High Radon Levels Are A Serious Issue

Real Estate Agent with Keller Williams Realty

I just wrote an article over at RaleighRealEstateTalk.com about the issue of radon in residential real estate.  Personally, I insist that every one of my buyer clients have a continuous monitor radon test done.  Even though high radon levels can cause death, sometimes it still takes some convincing.  It doesn't help that most of the builder contracts for new construction still do not address radon testing and the responsibility for remediation.

It's a simple $140 test for your buyers to know if they will be exposed to high levels of a deadly gas.  Seems like an easy choice to me.  Do the test, always.   Still, not everyone involved in the home selling process is quite as insistent about buyers' having a test done.

It's tough sometimes telling my buyers that they must have the $140 test done when I'm the only one that seems to think it's a big deal.  The good news is I can sleep much better at night knowing that my clients have done everything they can to protect the health of their families.

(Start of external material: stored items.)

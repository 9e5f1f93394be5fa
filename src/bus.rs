// bus.rs - chip-select scoped byte transport to the transceiver

use embedded_hal::{delay::DelayNs, digital::OutputPin, spi::SpiBus};

// CC1101 needs SO low before the header byte; give it time after CS falls
const CHIP_READY_US: u32 = 10;

/// Byte-at-a-time full-duplex transport under a chip-select scope.
///
/// Every register access is `select`, one or more byte exchanges, `deselect`.
pub trait RegisterBus {
    type Error: core::fmt::Debug;

    fn select(&mut self) -> Result<(), Self::Error>;
    fn deselect(&mut self) -> Result<(), Self::Error>;
    fn write_byte(&mut self, byte: u8) -> Result<(), Self::Error>;
    fn read_byte(&mut self) -> Result<u8, Self::Error>;
}

#[derive(Debug, thiserror::Error)]
pub enum SpiBusError<S: core::fmt::Debug, P: core::fmt::Debug> {
    #[error("SPI error: {0:?}")]
    Spi(S),
    #[error("CS pin error: {0:?}")]
    Pin(P),
}

/// [`RegisterBus`] over an `embedded-hal` SPI bus with a GPIO chip select.
pub struct SpiRegisterBus<SPI, CS, D> {
    spi: SPI,
    cs: CS,
    delay: D,
}

impl<SPI, CS, D> SpiRegisterBus<SPI, CS, D>
where
    SPI: SpiBus,
    CS: OutputPin,
    D: DelayNs,
{
    pub fn new(spi: SPI, mut cs: CS, delay: D) -> Result<Self, SpiBusError<SPI::Error, CS::Error>> {
        cs.set_high().map_err(SpiBusError::Pin)?;
        Ok(Self { spi, cs, delay })
    }

    pub fn release(self) -> (SPI, CS, D) {
        (self.spi, self.cs, self.delay)
    }
}

impl<SPI, CS, D> RegisterBus for SpiRegisterBus<SPI, CS, D>
where
    SPI: SpiBus,
    CS: OutputPin,
    D: DelayNs,
{
    type Error = SpiBusError<SPI::Error, CS::Error>;

    fn select(&mut self) -> Result<(), Self::Error> {
        self.cs.set_low().map_err(SpiBusError::Pin)?;
        self.delay.delay_us(CHIP_READY_US);
        Ok(())
    }

    fn deselect(&mut self) -> Result<(), Self::Error> {
        self.spi.flush().map_err(SpiBusError::Spi)?;
        self.cs.set_high().map_err(SpiBusError::Pin)
    }

    fn write_byte(&mut self, byte: u8) -> Result<(), Self::Error> {
        self.spi.write(&[byte]).map_err(SpiBusError::Spi)
    }

    fn read_byte(&mut self) -> Result<u8, Self::Error> {
        let mut buf = [0u8];
        self.spi.transfer_in_place(&mut buf).map_err(SpiBusError::Spi)?;
        Ok(buf[0])
    }
}

#[cfg(test)]
mod tests {
    use std::convert::Infallible;

    use super::*;

    #[derive(Default)]
    struct FakeSpi {
        written: Vec<u8>,
        reply: u8,
        flushes: usize,
    }

    impl embedded_hal::spi::ErrorType for FakeSpi {
        type Error = Infallible;
    }

    impl SpiBus for FakeSpi {
        fn read(&mut self, words: &mut [u8]) -> Result<(), Infallible> {
            words.fill(self.reply);
            Ok(())
        }
        fn write(&mut self, words: &[u8]) -> Result<(), Infallible> {
            self.written.extend_from_slice(words);
            Ok(())
        }
        fn transfer(&mut self, read: &mut [u8], write: &[u8]) -> Result<(), Infallible> {
            self.written.extend_from_slice(write);
            read.fill(self.reply);
            Ok(())
        }
        fn transfer_in_place(&mut self, words: &mut [u8]) -> Result<(), Infallible> {
            self.written.extend_from_slice(words);
            words.fill(self.reply);
            Ok(())
        }
        fn flush(&mut self) -> Result<(), Infallible> {
            self.flushes += 1;
            Ok(())
        }
    }

    #[derive(Default)]
    struct FakeCs {
        levels: Vec<bool>,
    }

    impl embedded_hal::digital::ErrorType for FakeCs {
        type Error = Infallible;
    }

    impl OutputPin for FakeCs {
        fn set_low(&mut self) -> Result<(), Infallible> {
            self.levels.push(false);
            Ok(())
        }
        fn set_high(&mut self) -> Result<(), Infallible> {
            self.levels.push(true);
            Ok(())
        }
    }

    struct NoDelay;

    impl DelayNs for NoDelay {
        fn delay_ns(&mut self, _ns: u32) {}
    }

    #[test]
    fn chip_select_frames_each_transaction() {
        let spi = FakeSpi {
            reply: 0x0D,
            ..Default::default()
        };
        let mut bus = SpiRegisterBus::new(spi, FakeCs::default(), NoDelay).unwrap();

        bus.select().unwrap();
        bus.write_byte(0xF5).unwrap();
        let value = bus.read_byte().unwrap();
        bus.deselect().unwrap();

        assert_eq!(value, 0x0D);
        let (spi, cs, _) = bus.release();
        assert_eq!(spi.written, vec![0xF5, 0x00]);
        assert_eq!(spi.flushes, 1);
        assert_eq!(cs.levels, vec![true, false, true]);
    }
}

// EOF
// lib.rs
#![warn(clippy::large_futures)]

pub use std::time::{Duration, Instant};

pub use log::*;
pub use serde::{Deserialize, Serialize};

pub const FW_VERSION: &str = env!("CARGO_PKG_VERSION");

mod error;
pub use error::*;

mod bus;
pub use bus::*;

mod radio;
pub use radio::*;

mod signal;
pub use signal::*;

mod wmbus;
pub use wmbus::*;

mod fifo;
pub use fifo::*;

mod queue;
pub use queue::*;

mod crypto;
pub use crypto::*;

mod multical21;
pub use multical21::*;

mod stats;
pub use stats::*;

mod pipeline;
pub use pipeline::*;

mod publish;
pub use publish::*;

mod receiver;
pub use receiver::*;

mod config;
pub use config::*;

#[cfg(target_os = "espidf")]
mod esp;
#[cfg(target_os = "espidf")]
pub use esp::*;

// EOF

Read more about radon issues here. 

Comments (3)

Gabriele Campbell
D F Campbell Ventures Group Inc. - Saint Albert, AB
Who knew? Is radon specific to a certain geographical area? I have never heard of this risk in my area (Alberta). Working with an agent so knowledgeable about the area sure paid off for those buyers - well done! I'll bet they were grateful.
Apr 10, 2008 01:38 AM
Steve Hoffacker
Steve Hoffacker LLC - West Palm Beach, FL
Certified Aging In Place Specialist-Instructor
Radon is a naturally occurring gas. It has only become an issue in recent years as homes are being built more air tight. If the home is well venilated (as in allows air to infiltrate) or the windows are open a considerable portion of the year, it shouldn't be an issue.
Apr 10, 2008 01:53 AM
Bob Fortner
Keller Williams Realty - Raleigh, NC
Raleigh Real Estate

@ Gabriele - I think the frequency of instances of high radon levels does vary by region.  I've heard for instance that it is very common in the New England states.  At the same time, based on what I've read about the subject, it doesn't appear any area is completely immune.  For me, here in the Raleigh NC area, about 1 in 25 homes I sell will have high levels.  The only way to know if you're the one is to do the test.

@ Steve - I agree that it seems the newer construction would be more susceptible.   The only caution I would add is that I have had a home build in 1977 test for high levels.  It is probably some combination of how much radon is entering and how air tight the building is.  Since there is no way I can be certain, I just recommend the $140 test to everyone.